Saved data entries
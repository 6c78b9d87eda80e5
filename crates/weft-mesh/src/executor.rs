//! Local execution collaborator.
//!
//! The numeric engine is out of scope for the distribution layer: a worker
//! hands its fully-assigned subgraph to a `LocalTransformer` and gets back
//! a callable computation. `RefTransformer` is the bundled reference
//! interpreter — a naive elementwise evaluator that stands in for a real
//! kernel engine so the orchestration path runs end to end.

use std::collections::HashMap;
use std::sync::Arc;

use weft_graph::{OpGraph, OpId, OpKind};

use crate::error::DistError;

/// A runnable sub-computation on one worker.
///
/// Implementations live behind an async lock shared by the worker's RPC
/// tasks, hence the `Send + Sync` bound.
pub trait LocalComputation: Send + Sync {
    /// Bind parameter values, in the worker's local feed order.
    fn feed_inputs(&mut self, values: Vec<Vec<f32>>) -> Result<(), String>;

    /// Deliver the value of a remote send node, keyed by its name.
    fn feed_received(&mut self, send_name: &str, value: Vec<f32>) -> Result<(), String>;

    /// Execute and return one value per return, in creation order.
    fn collect_results(&mut self) -> Result<Vec<(String, Vec<f32>)>, String>;
}

/// Compiles an assigned subgraph into a callable computation.
pub trait LocalTransformer: Send + Sync {
    fn compile(
        &self,
        graph: &OpGraph,
        returns: &[OpId],
        params: &[OpId],
    ) -> Result<Box<dyn LocalComputation>, String>;
}

/// Resolve the execution backend for a device name.
///
/// Fatal before any launch: a name containing `gpu` needs an accelerator
/// backend this build does not carry, and anything else unrecognized is an
/// unknown device.
pub fn backend_for(device: &str) -> Result<Arc<dyn LocalTransformer>, DistError> {
    if device.contains("cpu") {
        Ok(Arc::new(RefTransformer))
    } else if device.contains("gpu") {
        Err(DistError::Config(format!(
            "unable to initialize GPU backend for {device:?}, but a GPU device was requested"
        )))
    } else {
        Err(DistError::Config(format!("unknown device: {device:?}")))
    }
}

/// Reference interpreter backend.
pub struct RefTransformer;

impl LocalTransformer for RefTransformer {
    fn compile(
        &self,
        graph: &OpGraph,
        returns: &[OpId],
        params: &[OpId],
    ) -> Result<Box<dyn LocalComputation>, String> {
        Ok(Box::new(RefComputation {
            graph: graph.clone(),
            returns: returns.to_vec(),
            params: params.to_vec(),
            inputs: None,
            received: HashMap::new(),
        }))
    }
}

struct RefComputation {
    graph: OpGraph,
    returns: Vec<OpId>,
    params: Vec<OpId>,
    inputs: Option<Vec<Vec<f32>>>,
    received: HashMap<String, Vec<f32>>,
}

impl RefComputation {
    fn eval(&self, id: OpId, memo: &mut HashMap<OpId, Vec<f32>>) -> Result<Vec<f32>, String> {
        if let Some(v) = memo.get(&id) {
            return Ok(v.clone());
        }
        let node = self.graph.node(id);
        let out = match node.kind {
            OpKind::Parameter => {
                let pos = self
                    .params
                    .iter()
                    .position(|&p| p == id)
                    .ok_or_else(|| format!("parameter {} not owned by this worker", node.name))?;
                let inputs = self.inputs.as_ref().ok_or("inputs not fed")?;
                inputs
                    .get(pos)
                    .cloned()
                    .ok_or_else(|| format!("missing input for {}", node.name))?
            }
            OpKind::Constant(bits) => {
                let len = node.shape.iter().product::<u32>().max(1) as usize;
                vec![f64::from_bits(bits) as f32; len]
            }
            OpKind::Add => {
                let a = self.eval(node.args[0], memo)?;
                let b = self.eval(node.args[1], memo)?;
                zip_elementwise(&node.name, a, b, |x, y| x + y)?
            }
            OpKind::Mul => {
                let a = self.eval(node.args[0], memo)?;
                let b = self.eval(node.args[1], memo)?;
                zip_elementwise(&node.name, a, b, |x, y| x * y)?
            }
            OpKind::Neg => {
                let mut a = self.eval(node.args[0], memo)?;
                for v in &mut a {
                    *v = -*v;
                }
                a
            }
            OpKind::Send => self.eval(node.args[0], memo)?,
            OpKind::Recv => {
                let send = node.args[0];
                let send_name = &self.graph.node(send).name;
                match self.received.get(send_name) {
                    Some(v) => v.clone(),
                    // The send may live on this same worker (a gather
                    // pulling its local member); evaluate it in place.
                    None => self.eval(send, memo).map_err(|_| {
                        format!("value for {send_name} has not been received yet")
                    })?,
                }
            }
            OpKind::Gather => {
                let mut out = Vec::new();
                for &arg in &node.args {
                    out.extend(self.eval(arg, memo)?);
                }
                out
            }
        };
        memo.insert(id, out.clone());
        Ok(out)
    }
}

fn zip_elementwise(
    name: &str,
    a: Vec<f32>,
    b: Vec<f32>,
    f: impl Fn(f32, f32) -> f32,
) -> Result<Vec<f32>, String> {
    if a.len() != b.len() {
        return Err(format!(
            "shape mismatch at {name}: {} vs {} elements",
            a.len(),
            b.len()
        ));
    }
    Ok(a.into_iter().zip(b).map(|(x, y)| f(x, y)).collect())
}

impl LocalComputation for RefComputation {
    fn feed_inputs(&mut self, values: Vec<Vec<f32>>) -> Result<(), String> {
        if values.len() != self.params.len() {
            return Err(format!(
                "expected {} inputs, got {}",
                self.params.len(),
                values.len()
            ));
        }
        self.inputs = Some(values);
        Ok(())
    }

    fn feed_received(&mut self, send_name: &str, value: Vec<f32>) -> Result<(), String> {
        self.received.insert(send_name.to_string(), value);
        Ok(())
    }

    fn collect_results(&mut self) -> Result<Vec<(String, Vec<f32>)>, String> {
        let mut memo = HashMap::new();
        let mut out = Vec::with_capacity(self.returns.len());
        for &ret in &self.returns {
            let value = self.eval(ret, &mut memo)?;
            out.push((self.graph.node(ret).name.clone(), value));
        }
        Ok(out)
    }
}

Your assignment: Each record must appear again, word for word.

Your solution:
repository 6c78b9d87eda80e5
filename crates/weft-mesh/src/executor.rs
//! Local execution collaborator.
//!
//! The numeric engine is out of scope for the distribution layer: a worker
//! hands its fully-assigned subgraph to a `LocalTransformer` and gets back
//! a callable computation. `RefTransformer` is the bundled reference
//! interpreter — a naive elementwise evaluator that stands in for a real
//! kernel engine so the orchestration path runs end to end.

use std::collections::HashMap;
use std::sync::Arc;

use weft_graph::{OpGraph, OpId, OpKind};

use crate::error::DistError;

/// A runnable sub-computation on one worker.
///
/// Implementations live behind an async lock shared by the worker's RPC
/// tasks, hence the `Send + Sync` bound.
pub trait LocalComputation: Send + Sync {
    /// Bind parameter values, in the worker's local feed order.
    fn feed_inputs(&mut self, values: Vec<Vec<f32>>) -> Result<(), String>;

    /// Deliver the value of a remote send node, keyed by its name.
    fn feed_received(&mut self, send_name: &str, value: Vec<f32>) -> Result<(), String>;

    /// Execute and return one value per return, in creation order.
    fn collect_results(&mut self) -> Result<Vec<(String, Vec<f32>)>, String>;
}

/// Compiles an assigned subgraph into a callable computation.
pub trait LocalTransformer: Send + Sync {
    fn compile(
        &self,
        graph: &OpGraph,
        returns: &[OpId],
        params: &[OpId],
    ) -> Result<Box<dyn LocalComputation>, String>;
}

/// Resolve the execution backend for a device name.
///
/// Fatal before any launch: a name containing `gpu` needs an accelerator
/// backend this build does not carry, and anything else unrecognized is an
/// unknown device.
pub fn backend_for(device: &str) -> Result<Arc<dyn LocalTransformer>, DistError> {
    if device.contains("cpu") {
        Ok(Arc::new(RefTransformer))
    } else if device.contains("gpu") {
        Err(DistError::Config(format!(
            "unable to initialize GPU backend for {device:?}, but a GPU device was requested"
        )))
    } else {
        Err(DistError::Config(format!("unknown device: {device:?}")))
    }
}

/// Reference interpreter backend.
pub struct RefTransformer;

impl LocalTransformer for RefTransformer {
    fn compile(
        &self,
        graph: &OpGraph,
        returns: &[OpId],
        params: &[OpId],
    ) -> Result<Box<dyn LocalComputation>, String> {
        Ok(Box::new(RefComputation {
            graph: graph.clone(),
            returns: returns.to_vec(),
            params: params.to_vec(),
            inputs: None,
            received: HashMap::new(),
        }))
    }
}

struct RefComputation {
    graph: OpGraph,
    returns: Vec<OpId>,
    params: Vec<OpId>,
    inputs: Option<Vec<Vec<f32>>>,
    received: HashMap<String, Vec<f32>>,
}

impl RefComputation {
    fn eval(&self, id: OpId, memo: &mut HashMap<OpId, Vec<f32>>) -> Result<Vec<f32>, String> {
        if let Some(v) = memo.get(&id) {
            return Ok(v.clone());
        }
        let node = self.graph.node(id);
        let out = match node.kind {
            OpKind::Parameter => {
                let pos = self
                    .params
                    .iter()
                    .position(|&p| p == id)
                    .ok_or_else(|| format!("parameter {} not owned by this worker", node.name))?;
                let inputs = self.inputs.as_ref().ok_or("inputs not fed")?;
                inputs
                    .get(pos)
                    .cloned()
                    .ok_or_else(|| format!("missing input for {}", node.name))?
            }
            OpKind::Constant(bits) => {
                let len = node.shape.iter().product::<u32>().max(1) as usize;
                vec![f64::from_bits(bits) as f32; len]
            }
            OpKind::Add => {
                let a = self.eval(node.args[0], memo)?;
                let b = self.eval(node.args[1], memo)?;
                zip_elementwise(&node.name, a, b, |x, y| x + y)?
            }
            OpKind::Mul => {
                let a = self.eval(node.args[0], memo)?;
                let b = self.eval(node.args[1], memo)?;
                zip_elementwise(&node.name, a, b, |x, y| x * y)?
            }
            OpKind::Neg => {
                let mut a = self.eval(node.args[0], memo)?;
                for v in &mut a {
                    *v = -*v;
                }
                a
            }
            OpKind::Send => self.eval(node.args[0], memo)?,
            OpKind::Recv => {
                let send = node.args[0];
                let send_name = &self.graph.node(send).name;
                match self.received.get(send_name) {
                    Some(v) => v.clone(),
                    // The send may live on this same worker (a gather
                    // pulling its local member); evaluate it in place.
                    None => self.eval(send, memo).map_err(|_| {
                        format!("value for {send_name} has not been received yet")
                    })?,
                }
            }
            OpKind::Gather => {
                let mut out = Vec::new();
                for &arg in &node.args {
                    out.extend(self.eval(arg, memo)?);
                }
                out
            }
        };
        memo.insert(id, out.clone());
        Ok(out)
    }
}

fn zip_elementwise(
    name: &str,
    a: Vec<f32>,
    b: Vec<f32>,
    f: impl Fn(f32, f32) -> f32,
) -> Result<Vec<f32>, String> {
    if a.len() != b.len() {
        return Err(format!(
            "shape mismatch at {name}: {} vs {} elements",
            a.len(),
            b.len()
        ));
    }
    Ok(a.into_iter().zip(b).map(|(x, y)| f(x, y)).collect())
}

impl LocalComputation for RefComputation {
    fn feed_inputs(&mut self, values: Vec<Vec<f32>>) -> Result<(), String> {
        if values.len() != self.params.len() {
            return Err(format!(
                "expected {} inputs, got {}",
                self.params.len(),
                values.len()
            ));
        }
        self.inputs = Some(values);
        Ok(())
    }

    fn feed_received(&mut self, send_name: &str, value: Vec<f32>) -> Result<(), String> {
        self.received.insert(send_name.to_string(), value);
        Ok(())
    }

    fn collect_results(&mut self) -> Result<Vec<(String, Vec<f32>)>, String> {
        let mut memo = HashMap::new();
        let mut out = Vec::with_capacity(self.returns.len());
        for &ret in &self.returns {
            let value = self.eval(ret, &mut memo)?;
            out.push((self.graph.node(ret).name.clone(), value));
        }
        Ok(out)
    }
}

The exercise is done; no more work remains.